With a structure shamelessly ripped from Batman Begins, Kraven the Hunter’s first act alternates between past and present, introducing Sergei Kravinoff (Aaron Taylor-Johnson) as a mythical “Hunter” not of animals, but of criminals. As a boy, Sergei and his half-brother Demetri (Fred Hechinger) live in fear of their Russian mobster dad Nikolai (Russell Crowe), who espouses the importance of strength and cliché masculinity in the face of life’s challenges by taking his boys on a hunting trip to Ghana after a family tragedy. It’s here that young Sergei’s (Levi Miller) empathy for animals is first demonstrated, as his hesitation to participate in his father’s hunt sets off a bizarre sequence of events that grant him the speed of a lion, the strength of a lion, the eyes of a lion, and the ability to command the animal kingdom of a lion – a transformation illustrated with a cheap-looking vision quest full of irrelevant runes superimposed over stock nature footage. Remember when Nightwolf teaches Liu Kang about Animalities in Mortal Kombat: Annihilation? That’s the vibe. Kraven the Hunter’s computer-generated animal allies don’t look much better – they don’t need to look as good as the wildlife in the upcoming Mufasa: The Lion King to get the point across, but their soulless eyes and janky animation are constant distractions.

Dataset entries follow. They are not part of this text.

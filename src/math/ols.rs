//! Linear least squares solver.
//!
//! Two sub-problems in the fit reduce to small linear regressions:
//!
//! - per diffusivity candidate, the flux model is linear in permeability, so
//!   the best steady-scale coefficient is a one-column least-squares solve
//! - each damped Gauss–Newton step solves the augmented system
//!   `[J; √λ·I] δ = [r; 0]`
//!
//! Implementation choices:
//! - We use SVD to solve robustly even when the design matrix is tall (many
//!   flux samples, 1–2 columns). Nalgebra's `QR::solve` targets square
//!   systems.
//! - Parameter dimension is tiny, so SVD cost is negligible next to the
//!   series evaluations.

use nalgebra::{DMatrix, DVector};

/// Solve a least squares problem using SVD.
///
/// Returns `None` if the system is too ill-conditioned to solve robustly.
pub fn solve_least_squares(x: &DMatrix<f64>, y: &DVector<f64>) -> Option<DVector<f64>> {
    let svd = x.clone().svd(true, true);

    // Early-transient rows are all ~0 flux, which can leave the design matrix
    // near rank-deficient; try progressively looser tolerances before giving
    // up on a candidate.
    for &tol in &[1e-12, 1e-10, 1e-8] {
        if let Ok(beta) = svd.solve(y, tol) {
            if beta.iter().all(|v| v.is_finite()) {
                return Some(beta);
            }
        }
    }

    None
}
//! Sweep error maps.
//!
//! Renders one property-error surface over the (thickness, diameter) grid as
//! a colored cell map: a symmetric diverging scale centered on zero error
//! (blue = fit overestimates the reference, red = underestimates), with
//! skipped cells drawn gray. This is the contour-style view of the sweep.

use std::error::Error;
use std::path::Path;

use plotters::coord::Shift;
use plotters::prelude::*;

use crate::domain::ErrorQuantity;
use crate::error::AppError;
use crate::plot::PlotConfig;
use crate::sweep::SweepResult;

const MISSING_CELL: RGBColor = RGBColor(160, 160, 160);

/// Render the error surface for one quantity.
pub fn plot_error_map(
    path: &Path,
    result: &SweepResult,
    quantity: ErrorQuantity,
    config: &PlotConfig,
) -> Result<(), AppError> {
    if result.grid.thicknesses_m.is_empty() || result.grid.diameters_m.is_empty() {
        return Err(AppError::invalid_input("Nothing to plot: empty sweep grid."));
    }

    let path_str = path.to_string_lossy().to_string();
    let render = if path_str.ends_with(".svg") {
        let root = SVGBackend::new(&path_str, (config.width, config.height)).into_drawing_area();
        draw_map(&root, result, quantity, config)
    } else {
        let root = BitMapBackend::new(&path_str, (config.width, config.height)).into_drawing_area();
        draw_map(&root, result, quantity, config)
    };
    render.map_err(|e| AppError::io(format!("Failed to render '{}': {e}", path.display())))
}

fn draw_map<DB: DrawingBackend>(
    root: &DrawingArea<DB, Shift>,
    result: &SweepResult,
    quantity: ErrorQuantity,
    config: &PlotConfig,
) -> Result<(), Box<dyn Error>>
where
    <DB as DrawingBackend>::ErrorType: 'static,
{
    let surface = result.error_surface(quantity);
    let x_mm: Vec<f64> = result.grid.thicknesses_m.iter().map(|v| v * 1000.0).collect();
    let y_mm: Vec<f64> = result.grid.diameters_m.iter().map(|v| v * 1000.0).collect();

    let v_max = surface
        .iter()
        .flatten()
        .flatten()
        .fold(0.0_f64, |acc, &v| acc.max(v.abs()))
        .max(f64::MIN_POSITIVE);

    let x_edges = cell_edges(&x_mm);
    let y_edges = cell_edges(&y_mm);

    root.fill(&config.background)?;

    let caption = if config.title.is_empty() {
        format!("{} error (%), scale ±{v_max:.2}", quantity.display_name())
    } else {
        config.title.clone()
    };

    let mut chart = ChartBuilder::on(root)
        .caption(caption, ("sans-serif", 30.0).into_font())
        .margin(15)
        .x_label_area_size(50)
        .y_label_area_size(70)
        .build_cartesian_2d(
            x_edges[0]..x_edges[x_edges.len() - 1],
            y_edges[0]..y_edges[y_edges.len() - 1],
        )?;

    chart
        .configure_mesh()
        .disable_mesh()
        .x_desc("Thickness (mm)")
        .y_desc("Diameter (mm)")
        .draw()?;

    let cells = surface.iter().enumerate().flat_map(|(di, row)| {
        let x_edges = &x_edges;
        let y_edges = &y_edges;
        row.iter().enumerate().map(move |(ti, value)| {
            let color = match value {
                Some(v) => diverging_color(v / v_max),
                None => MISSING_CELL,
            };
            Rectangle::new(
                [
                    (x_edges[ti], y_edges[di]),
                    (x_edges[ti + 1], y_edges[di + 1]),
                ],
                color.filled(),
            )
        })
    });
    chart.draw_series(cells)?;

    root.present()?;
    Ok(())
}

/// Cell boundaries: midpoints between axis values, extended half a step at
/// both ends. A single-value axis gets a unit-wide cell.
fn cell_edges(values: &[f64]) -> Vec<f64> {
    if values.len() == 1 {
        return vec![values[0] - 0.5, values[0] + 0.5];
    }
    let mut edges = Vec::with_capacity(values.len() + 1);
    edges.push(values[0] - (values[1] - values[0]) / 2.0);
    for w in values.windows(2) {
        edges.push((w[0] + w[1]) / 2.0);
    }
    let n = values.len();
    edges.push(values[n - 1] + (values[n - 1] - values[n - 2]) / 2.0);
    edges
}

/// Diverging blue→white→red map for `t ∈ [−1, 1]`.
fn diverging_color(t: f64) -> RGBColor {
    let t = t.clamp(-1.0, 1.0);
    let blend = |a: u8, b: u8, f: f64| (a as f64 + (b as f64 - a as f64) * f).round() as u8;
    let (low, high): ((u8, u8, u8), (u8, u8, u8)) = if t < 0.0 {
        ((255, 255, 255), (33, 102, 172))
    } else {
        ((255, 255, 255), (178, 24, 43))
    };
    let f = t.abs();
    RGBColor(
        blend(low.0, high.0, f),
        blend(low.1, high.1, f),
        blend(low.2, high.2, f),
    )
}

#[cfg(test)]
mod tests {
    use super::*;
    use crate::domain::{PermeationFit, PropertyErrors};
    use crate::sweep::{SweepCell, SweepGrid};

    fn sample_result() -> SweepResult {
        let grid = SweepGrid {
            thicknesses_m: vec![0.002, 0.004, 0.006],
            diameters_m: vec![0.02, 0.04],
        };
        let cell = |p: f64| {
            Some(SweepCell {
                fit: PermeationFit {
                    permeability: 1e-10,
                    diffusivity: 5e-9,
                    sse: 0.0,
                    rmse: 0.0,
                    iterations: 1,
                },
                errors: PropertyErrors {
                    diffusivity_pct: p,
                    solubility_pct: -p,
                    permeability_pct: p / 2.0,
                },
            })
        };
        SweepResult {
            grid,
            cells: vec![
                vec![cell(1.0), cell(-2.0), None],
                vec![cell(3.0), cell(0.0), cell(-1.0)],
            ],
            failures: vec![],
        }
    }

    #[test]
    fn renders_map_with_missing_cell() {
        let dir = tempfile::tempdir().unwrap();
        let path = dir.path().join("map.png");
        plot_error_map(
            &path,
            &sample_result(),
            ErrorQuantity::Diffusivity,
            &PlotConfig::default(),
        )
        .unwrap();
        assert!(path.exists());
    }

    #[test]
    fn cell_edges_are_midpoints_with_extended_ends() {
        let edges = cell_edges(&[2.0, 3.0, 5.0]);
        assert_eq!(edges, vec![1.5, 2.5, 4.0, 6.0]);
    }

    #[test]
    fn diverging_color_is_white_at_zero_and_saturated_at_ends() {
        assert_eq!(diverging_color(0.0), RGBColor(255, 255, 255));
        assert_eq!(diverging_color(1.0), RGBColor(178, 24, 43));
        assert_eq!(diverging_color(-1.0), RGBColor(33, 102, 172));
    }
}
//! Synthetic flux-series generation.

pub mod synth;

pub use synth::*;
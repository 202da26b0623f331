//! Synthetic flux transients from the analytical model.
//!
//! Useful for exercising the fit pipeline end-to-end without FEM outputs:
//! generate a series at known properties, optionally perturb it with seeded
//! Gaussian noise, and check what the fitter recovers. Generation is
//! deterministic for a given spec (no hidden randomness).

use rand::prelude::*;
use rand::rngs::StdRng;
use rand_distr::Normal;

use crate::domain::{FluxSample, FluxSeries, Geometry};
use crate::error::AppError;
use crate::math::lin_space;
use crate::models::{downstream_flux, steady_state_flux};

/// Parameters for synthetic series generation.
#[derive(Debug, Clone)]
pub struct SynthSpec {
    pub geometry: Geometry,
    pub permeability: f64,
    pub diffusivity: f64,
    /// Observation window end [s]; samples run from 0 to here inclusive.
    pub t_end_s: f64,
    pub steps: usize,
    /// Noise standard deviation relative to the steady-state flux (0 disables).
    pub noise_rel: f64,
    pub seed: u64,
}

pub fn generate_flux_series(spec: &SynthSpec) -> Result<FluxSeries, AppError> {
    if !(spec.permeability.is_finite() && spec.permeability > 0.0) {
        return Err(AppError::invalid_input("Synthetic permeability must be > 0."));
    }
    if !(spec.diffusivity.is_finite() && spec.diffusivity > 0.0) {
        return Err(AppError::invalid_input("Synthetic diffusivity must be > 0."));
    }
    if !(spec.geometry.thickness_m > 0.0 && spec.geometry.p_up_pa > 0.0) {
        return Err(AppError::invalid_input(
            "Synthetic geometry must have positive thickness and pressure.",
        ));
    }
    if !(spec.t_end_s.is_finite() && spec.t_end_s > 0.0) {
        return Err(AppError::invalid_input("Synthetic window must end after t = 0."));
    }
    if !(spec.noise_rel.is_finite() && spec.noise_rel >= 0.0) {
        return Err(AppError::invalid_input("Noise level must be >= 0."));
    }

    let times = lin_space(0.0, spec.t_end_s, spec.steps)?;

    let mut samples: Vec<FluxSample> = times
        .iter()
        .map(|&time_s| FluxSample {
            time_s,
            flux: downstream_flux(
                time_s,
                spec.geometry.p_up_pa,
                spec.geometry.thickness_m,
                spec.permeability,
                spec.diffusivity,
            ),
        })
        .collect();

    if spec.noise_rel > 0.0 {
        let sigma = spec.noise_rel
            * steady_state_flux(spec.geometry.p_up_pa, spec.geometry.thickness_m, spec.permeability);
        let normal = Normal::new(0.0, sigma)
            .map_err(|e| AppError::invalid_input(format!("Invalid noise distribution: {e}")))?;
        let mut rng = StdRng::seed_from_u64(spec.seed);
        for s in &mut samples {
            s.flux += normal.sample(&mut rng);
        }
    }

    FluxSeries::new(samples)
}

#[cfg(test)]
mod tests {
    use super::*;

    fn base_spec() -> SynthSpec {
        SynthSpec {
            geometry: Geometry {
                thickness_m: 0.005,
                p_up_pa: 1000.0,
            },
            permeability: 1e-10,
            diffusivity: 5e-9,
            t_end_s: 10_000.0,
            steps: 101,
            noise_rel: 0.0,
            seed: 42,
        }
    }

    #[test]
    fn noiseless_series_matches_model() {
        let spec = base_spec();
        let series = generate_flux_series(&spec).unwrap();
        assert_eq!(series.len(), 101);
        let last = series.samples().last().unwrap();
        let expected = downstream_flux(last.time_s, 1000.0, 0.005, 1e-10, 5e-9);
        assert!((last.flux - expected).abs() < 1e-18);
    }

    #[test]
    fn generation_is_deterministic_per_seed() {
        let mut spec = base_spec();
        spec.noise_rel = 0.02;
        let a = generate_flux_series(&spec).unwrap();
        let b = generate_flux_series(&spec).unwrap();
        assert_eq!(a, b);

        spec.seed = 43;
        let c = generate_flux_series(&spec).unwrap();
        assert_ne!(a, c);
    }

    #[test]
    fn rejects_non_physical_spec() {
        let mut spec = base_spec();
        spec.diffusivity = 0.0;
        assert!(generate_flux_series(&spec).is_err());
    }
}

That’s also true in the present-day storyline. The prison-escape opener hints that maybe Sergei’s abilities could open the door for some good ol’ cinematic savagery in the action scenes, though that hope is short-lived. He jumps and slides around, slashing throats and scaling walls with ease. He even bites one poacher’s nose off and spits it at another! Good clean fun, the way the Action Movie Gods intended! Johnson is a capable performer when it comes to the very physical one-on-one brawls, but Kraven the Hunter relies far too heavily on the low-end (by comic book movie standards) super strength of Sergei – which we’ve seen too many examples of to be impressed by – and bafflingly less so on his way more interesting power to commune with animals (a modulation of the character’s comics-based skill at taming them). It seems contrary to that idea that Sergei only ever uses animals as tools in fights, seldom watching their backs or displaying any care for their well-being which, again, is supposed to be this movie’s big twist on the character.

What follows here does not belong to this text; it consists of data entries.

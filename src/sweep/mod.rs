//! Parameter-sweep orchestration.
//!
//! The driver walks a (thickness × diameter) grid, pulls each point's
//! observed flux series from an injected [`FluxSource`], runs one independent
//! fit per point, and collects the three property-error percentages into a
//! result grid for export and contour-style rendering.
//!
//! Each grid point is a pure, order-insensitive computation, so cells are
//! evaluated in parallel and collected positionally; there is no shared
//! mutable accumulator. Per-point failures are handled by an explicit
//! [`FailurePolicy`](crate::domain::FailurePolicy) instead of being silently
//! swallowed.

use rayon::prelude::*;
use serde::{Deserialize, Serialize};

use crate::domain::{
    Conditions, ErrorQuantity, FailurePolicy, FluxSeries, Geometry, PermeationFit, PropertyErrors,
};
use crate::error::AppError;
use crate::fit::{FitOptions, fit_against_reference};
use crate::material::PropertyReference;
use crate::math::lin_space;

/// Supplies the observed flux series for one grid point.
///
/// Implementations are injected by the caller; the bundled one reads the
/// simulation output directory layout (see `io::ingest`).
pub trait FluxSource: Sync {
    fn flux_series(&self, thickness_m: f64, diameter_m: f64) -> Result<FluxSeries, AppError>;
}

/// The sweep axes. Diameter only affects which series is sourced (and its
/// per-area normalization); the fit itself depends on thickness and pressure.
#[derive(Debug, Clone, PartialEq, Serialize, Deserialize)]
pub struct SweepGrid {
    pub thicknesses_m: Vec<f64>,
    pub diameters_m: Vec<f64>,
}

impl SweepGrid {
    /// Build inclusive linear axes, e.g. the reference workflow's
    /// 2–15 mm × 20–100 mm window.
    pub fn linspace(
        thickness_range_m: (f64, f64),
        thickness_steps: usize,
        diameter_range_m: (f64, f64),
        diameter_steps: usize,
    ) -> Result<Self, AppError> {
        Ok(Self {
            thicknesses_m: lin_space(thickness_range_m.0, thickness_range_m.1, thickness_steps)?,
            diameters_m: lin_space(diameter_range_m.0, diameter_range_m.1, diameter_steps)?,
        })
    }

    pub fn cell_count(&self) -> usize {
        self.thicknesses_m.len() * self.diameters_m.len()
    }
}

/// Successful fit output for one grid point.
#[derive(Debug, Clone, Copy, PartialEq, Serialize, Deserialize)]
pub struct SweepCell {
    pub fit: PermeationFit,
    pub errors: PropertyErrors,
}

/// A recorded per-point failure (only under `FailurePolicy::Skip`).
#[derive(Debug, Clone, PartialEq, Serialize, Deserialize)]
pub struct SweepFailure {
    pub thickness_m: f64,
    pub diameter_m: f64,
    pub message: String,
}

/// Sweep output: `cells[di][ti]` is indexed diameter-major to match the
/// (thickness on x, diameter on y) orientation of the error maps.
#[derive(Debug, Clone, PartialEq, Serialize, Deserialize)]
pub struct SweepResult {
    pub grid: SweepGrid,
    pub cells: Vec<Vec<Option<SweepCell>>>,
    pub failures: Vec<SweepFailure>,
}

impl SweepResult {
    /// One error surface, same orientation as `cells`; `None` marks a
    /// skipped point.
    pub fn error_surface(&self, quantity: ErrorQuantity) -> Vec<Vec<Option<f64>>> {
        self.cells
            .iter()
            .map(|row| {
                row.iter()
                    .map(|cell| cell.map(|c| c.errors.get(quantity)))
                    .collect()
            })
            .collect()
    }

    pub fn fitted_count(&self) -> usize {
        self.cells
            .iter()
            .map(|row| row.iter().filter(|c| c.is_some()).count())
            .sum()
    }
}

/// Run one fit per grid point.
///
/// Under `FailurePolicy::Fail`, the first failing point (in deterministic
/// row-major order) aborts the sweep with its error. Under `Skip`, failed
/// points become `None` cells and are recorded in `failures`.
pub fn run_sweep(
    source: &dyn FluxSource,
    grid: &SweepGrid,
    conditions: Conditions,
    p_up_pa: f64,
    reference: &(dyn PropertyReference + Sync),
    opts: &FitOptions,
    policy: FailurePolicy,
) -> Result<SweepResult, AppError> {
    if grid.thicknesses_m.is_empty() || grid.diameters_m.is_empty() {
        return Err(AppError::invalid_input("Sweep grid has an empty axis."));
    }

    let points: Vec<(usize, usize)> = (0..grid.diameters_m.len())
        .flat_map(|di| (0..grid.thicknesses_m.len()).map(move |ti| (di, ti)))
        .collect();

    let outcomes: Vec<((usize, usize), Result<SweepCell, AppError>)> = points
        .par_iter()
        .map(|&(di, ti)| {
            let thickness_m = grid.thicknesses_m[ti];
            let diameter_m = grid.diameters_m[di];
            let outcome = fit_point(
                source,
                thickness_m,
                diameter_m,
                conditions,
                p_up_pa,
                reference,
                opts,
            );
            ((di, ti), outcome)
        })
        .collect();

    let mut cells =
        vec![vec![None; grid.thicknesses_m.len()]; grid.diameters_m.len()];
    let mut failures = Vec::new();

    // Outcomes are scanned in row-major order, so `Fail` surfaces the same
    // error regardless of scheduling.
    for ((di, ti), outcome) in outcomes {
        match outcome {
            Ok(cell) => cells[di][ti] = Some(cell),
            Err(e) => match policy {
                FailurePolicy::Fail => return Err(e),
                FailurePolicy::Skip => failures.push(SweepFailure {
                    thickness_m: grid.thicknesses_m[ti],
                    diameter_m: grid.diameters_m[di],
                    message: e.to_string(),
                }),
            },
        }
    }

    Ok(SweepResult {
        grid: grid.clone(),
        cells,
        failures,
    })
}

fn fit_point(
    source: &dyn FluxSource,
    thickness_m: f64,
    diameter_m: f64,
    conditions: Conditions,
    p_up_pa: f64,
    reference: &dyn PropertyReference,
    opts: &FitOptions,
) -> Result<SweepCell, AppError> {
    let series = source.flux_series(thickness_m, diameter_m)?;
    let geometry = Geometry {
        thickness_m,
        p_up_pa,
    };
    let (fit, errors) = fit_against_reference(&series, geometry, conditions, reference, opts)?;
    Ok(SweepCell { fit, errors })
}

#[cfg(test)]
mod tests {
    use super::*;
    use crate::material::{ArrheniusProperty, ArrheniusReference};
    use crate::models::downstream_flux;

    /// Generates each point's series from the reference model itself, except
    /// for one poisoned cell.
    struct SyntheticSource {
        reference: ArrheniusReference,
        temperature_k: f64,
        p_up_pa: f64,
        poison: Option<(f64, f64)>,
    }

    impl FluxSource for SyntheticSource {
        fn flux_series(&self, thickness_m: f64, diameter_m: f64) -> Result<FluxSeries, AppError> {
            if let Some((tl, td)) = self.poison {
                if (thickness_m - tl).abs() < 1e-12 && (diameter_m - td).abs() < 1e-12 {
                    // Degenerate output for this cell.
                    let times: Vec<f64> = (0..10).map(|i| i as f64 * 100.0).collect();
                    return FluxSeries::from_pairs(&times, &vec![0.0; 10]);
                }
            }
            let d = self.reference.diffusivity.value(self.temperature_k);
            let s = self.reference.solubility.value(self.temperature_k);
            let times: Vec<f64> = (0..=60).map(|i| i as f64 * 1000.0).collect();
            let flux: Vec<f64> = times
                .iter()
                .map(|&t| downstream_flux(t, self.p_up_pa, thickness_m, d * s, d))
                .collect();
            FluxSeries::from_pairs(&times, &flux)
        }
    }

    fn reference() -> ArrheniusReference {
        ArrheniusReference {
            name: "test salt",
            diffusivity: ArrheniusProperty {
                pre_exp: 9.3e-7,
                act_energy_j_mol: 42_000.0,
            },
            solubility: ArrheniusProperty {
                pre_exp: 7.9e-2,
                act_energy_j_mol: 35_000.0,
            },
        }
    }

    #[test]
    fn sweep_collects_near_zero_errors_for_exact_model_data() {
        let reference = reference();
        let source = SyntheticSource {
            reference,
            temperature_k: 800.0,
            p_up_pa: 1000.0,
            poison: None,
        };
        let grid = SweepGrid::linspace((2e-3, 6e-3), 3, (20e-3, 40e-3), 2).unwrap();
        let result = run_sweep(
            &source,
            &grid,
            Conditions { temperature_k: 800.0 },
            1000.0,
            &reference,
            &FitOptions::default(),
            FailurePolicy::Fail,
        )
        .unwrap();

        assert_eq!(result.fitted_count(), grid.cell_count());
        assert!(result.failures.is_empty());
        for row in result.error_surface(ErrorQuantity::Permeability) {
            for v in row {
                assert!(v.unwrap().abs() < 0.1);
            }
        }
    }

    #[test]
    fn skip_policy_records_failure_and_keeps_other_cells() {
        let reference = reference();
        let poison = (2e-3, 20e-3);
        let source = SyntheticSource {
            reference,
            temperature_k: 800.0,
            p_up_pa: 1000.0,
            poison: Some(poison),
        };
        let grid = SweepGrid::linspace((2e-3, 6e-3), 3, (20e-3, 40e-3), 2).unwrap();
        let result = run_sweep(
            &source,
            &grid,
            Conditions { temperature_k: 800.0 },
            1000.0,
            &reference,
            &FitOptions::default(),
            FailurePolicy::Skip,
        )
        .unwrap();

        assert_eq!(result.fitted_count(), grid.cell_count() - 1);
        assert_eq!(result.failures.len(), 1);
        assert!((result.failures[0].thickness_m - poison.0).abs() < 1e-12);
        assert!(result.cells[0][0].is_none());
        assert!(result.cells[1][2].is_some());
    }

    #[test]
    fn fail_policy_surfaces_the_error() {
        let reference = reference();
        let source = SyntheticSource {
            reference,
            temperature_k: 800.0,
            p_up_pa: 1000.0,
            poison: Some((2e-3, 20e-3)),
        };
        let grid = SweepGrid::linspace((2e-3, 6e-3), 3, (20e-3, 40e-3), 2).unwrap();
        let err = run_sweep(
            &source,
            &grid,
            Conditions { temperature_k: 800.0 },
            1000.0,
            &reference,
            &FitOptions::default(),
            FailurePolicy::Fail,
        )
        .unwrap_err();
        assert_eq!(err.kind(), crate::error::ErrorKind::InvalidInput);
    }
}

Never does Kraven the Hunter effectively connect Sergei’s supposed affection for creatures weaker than he (like bison, or his brother) to his choices or tactics in battle. In fact, the film undercuts that affection, muddling Sergei’s “code” by having his actions put animals and innocent people at risk constantly. It’s the Kravinoffs’ family dynamics that provide the only semblance of narrative tension, with Nikolai manipulating his sons’ love for one another in ways that could’ve given the story some weight, especially given the believable chemistry between Johnson’s stoic Sergei and the nervy sensitivity of Hechinger’s Demetri. And yet director J.C. Chandor seems completely disinterested in plumbing this antihero conception of the comic book villain for any nuance.

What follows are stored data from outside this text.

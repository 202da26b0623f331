//! Shared "fit pipeline" logic used by the `fit` command (and tests).
//!
//! Keeping this in one place avoids duplicating the core workflow:
//! CSV ingest -> validation -> fit -> property errors
//!
//! The CLI layer can then focus on presentation (printing, plotting, export).

use std::path::Path;

use crate::domain::{Conditions, Geometry, PermeationFit, PropertyErrors};
use crate::error::AppError;
use crate::fit::{FitOptions, fit_against_reference};
use crate::io::{IngestConfig, IngestedSeries, load_flux_csv};
use crate::material::PropertyReference;

/// All computed outputs of a single `permfit fit` run.
#[derive(Debug, Clone)]
pub struct FitOutput {
    pub ingested: IngestedSeries,
    pub fit: PermeationFit,
    pub errors: PropertyErrors,
}

/// Execute the full fitting pipeline and return the computed outputs.
pub fn run_fit(
    csv: &Path,
    ingest: &IngestConfig,
    geometry: Geometry,
    conditions: Conditions,
    reference: &dyn PropertyReference,
    options: &FitOptions,
) -> Result<FitOutput, AppError> {
    let ingested = load_flux_csv(csv, ingest)?;
    let (fit, errors) =
        fit_against_reference(&ingested.series, geometry, conditions, reference, options)?;
    Ok(FitOutput {
        ingested,
        fit,
        errors,
    })
}

#[cfg(test)]
mod tests {
    use super::*;
    use crate::data::{SynthSpec, generate_flux_series};
    use crate::io::write_flux_csv;
    use crate::material::PropertyReference;

    struct FixedReference {
        d: f64,
        s: f64,
    }

    impl PropertyReference for FixedReference {
        fn diffusivity(&self, _temperature_k: f64) -> f64 {
            self.d
        }
        fn solubility(&self, _temperature_k: f64) -> f64 {
            self.s
        }
    }

    #[test]
    fn pipeline_round_trips_a_synthetic_csv() {
        let dir = tempfile::tempdir().unwrap();
        let csv = dir.path().join("dq.csv");

        let geometry = Geometry {
            thickness_m: 0.005,
            p_up_pa: 1000.0,
        };
        let series = generate_flux_series(&SynthSpec {
            geometry,
            permeability: 1e-10,
            diffusivity: 5e-9,
            t_end_s: 10_000.0,
            steps: 101,
            noise_rel: 0.0,
            seed: 7,
        })
        .unwrap();
        write_flux_csv(&csv, &series, "ts", "solute_flux_surface_3").unwrap();

        let reference = FixedReference { d: 5e-9, s: 0.02 };
        let output = run_fit(
            &csv,
            &IngestConfig::default(),
            geometry,
            Conditions { temperature_k: 800.0 },
            &reference,
            &FitOptions::default(),
        )
        .unwrap();

        assert_eq!(output.ingested.rows_used, 101);
        assert!((output.fit.permeability / 1e-10 - 1.0).abs() < 0.01);
        assert!((output.fit.diffusivity / 5e-9 - 1.0).abs() < 0.01);
        assert!(output.errors.permeability_pct.abs() < 0.1);
    }
}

It seems that Chandor – who made A Most Violent Year, one of the more thoughtful mob movies of the last decade – is completely out of his depth in balancing the comic book concepts with the “real world” aspects of the story, and so there’s really nothing to hold our interest in either the plot or the action scenes. And what’s more, the action actually gets worse as Kraven the Hunter drags on. A third act encounter with a bunch of encroaching gangsters cuts its way through a non-descript forest (as so many superhero movies before it have), and I do mean “cuts” – the editing in this sequence reeks of an attempt to salvage fight choreography that wasn’t covered properly during production, and there’s very little cause-and-effect relationship sustained as Sergei bounces between heavies.
Sergei has an ally in lawyer Rachel Dawes Calypso (Ariana DeBose), a functionary character whose fate is unconvincingly intertwined with his. Sergei and Calypso’s meeting early in life, and reunion later in adulthood, is just one of the many examples of the poisonously rote script assuming that no one cares about tracking logic in a comic book movie. Kraven the Hunter tells us that Sergei is superhuman and the best hunter in all the world in one moment (“I’m faster than karma”), and sends him asking an officer of the court for help tracking someone the very next. Maybe that was the point, that even the strongest need support? If so, wow, is that point not made successfully.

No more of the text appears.